COSC5313                             Simplex Algorithm

 

1. Original Method.

 

1. Find a basis B such that

      X_B = B^-1  b  >= 0

 

      2.   Solve   B^t l  =   C_B

            for the vector of Simplex Multipliers  l (with m elements)

           

      3.   Select a column   a _k  of  N such that

            p_k  =   C_Nk   -  l^t  a_k   <  0

            (Note Relative Cost vector p^t  =  C_N^t  -   C_B^t B^-1 N)

            We may select the  a_k  which gives the smallest negative value of  p_k.

                If   p_k   >= 0 for every k (m+1 <= k <= n) then stop.

            The current solution is optimal.

 

4. Solve for y the system of equations:

B y =  a_k

            (Note X_B  =  B^-1 b  -   B^-1 N X_N  so y  =  B^-1 a_k  )

 

      5.   Find   q  =   X_Bl / y_l  =   min    x_Bi /y_i  for  y_i  > 0

                                                1<=i<=m                           

            If no  y_i  is positive, then the set of solutions to  Ax = b, x>=0

            is unbounded and the objective function can be made an arbitrarily large

            negative number. Terminate the computation in this case.

 

6. Update the basic solution.

            x_i   =   x_i   - q y_i , for  1 <=  i <= m , i  <> l

And,    x_k =   q    becomes a new basic variable and  x_l becomes a new

non-basic variable.                               

 

            For the new basis, we can compute its inverse instead from the inverse of

the current basis as follows:

 

            (B’)^-1  =   E   B^-1  where the matrix E is the identity matrix except that                                 its l-th column has the following:

                        ( - y₁/y_l ,   -y₂/y_l   ,  -y₃/y_l ,  +1/y_l,  …, -y_m/y_l)   

 

B.   2-Phase Method.: To ensure a basic solution

 

1. Assume that b>=0
2. Problem formulation

Max x_m+n+1   =  -(  c₁x₁  +  c₂x₂  +  c₃x₃  +… + c_nx_n )

subject to

(i)                 (A+I_m)x = b where x is an (m+n)-vector

(ii)               cx + x_m+n+1   =  0  where x is the original n-vector.

(iii)               n

          S    A_m+2,j  x_j  +  x_m+n+2   =   b_m+2 

  j=1         

  where    b_m+2   = -(b1+b2+…+bm) and

                                  m   

    A_m+2,j  =  - S    A_i,j  for j=1,2,…,n.
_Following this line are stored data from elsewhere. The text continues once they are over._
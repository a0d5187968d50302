// # Config Store Implementations
//
// This module provides implementations of the ConfigStore trait for
// different persistence strategies.

pub mod file;
pub mod memory;

pub use file::FileConfigStore;
pub use memory::MemoryConfigStore;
                      i=1                                           

(iv)             x_j >= 0 for j=1,2,3,…, m+n  

  

    c.  Example

 

Original Problem:

           

min 12 x1+3x2+4x3

            subject to

                        x1+x2 - 2x3 = 10

                        x1-2x2+3x3 = 20

                        x1,x2,x3>=0

 

            New Problem:

 

            maximize x6

            subject to

                        x1 + x2 –   2x3  + x4                          =  10

                        x1 – 2x2 + 3x3         + x5                   =  20

                    12x1 +3x2 + 4x3                   + x6          =   0

                     -2x1 +x2   -x3                                +x7  =  -30

                        x1,x2,x3,x4,x5 >= 0

                        (In general,  x_m+n+1  = -cx and   

                              x_m+n+2 = - (x_n+1 +  x_n+2 +   … +  x_n+m)  )

 

 

  In this revised problem,  we have m+2 equations in m+n+2 variables.

During phase-1, we maximize  x_m+n+2.

If this max is zero, we begin phase-2 to maximixe  x_m+n+1      

while keeping  x_m+n+2   at zero.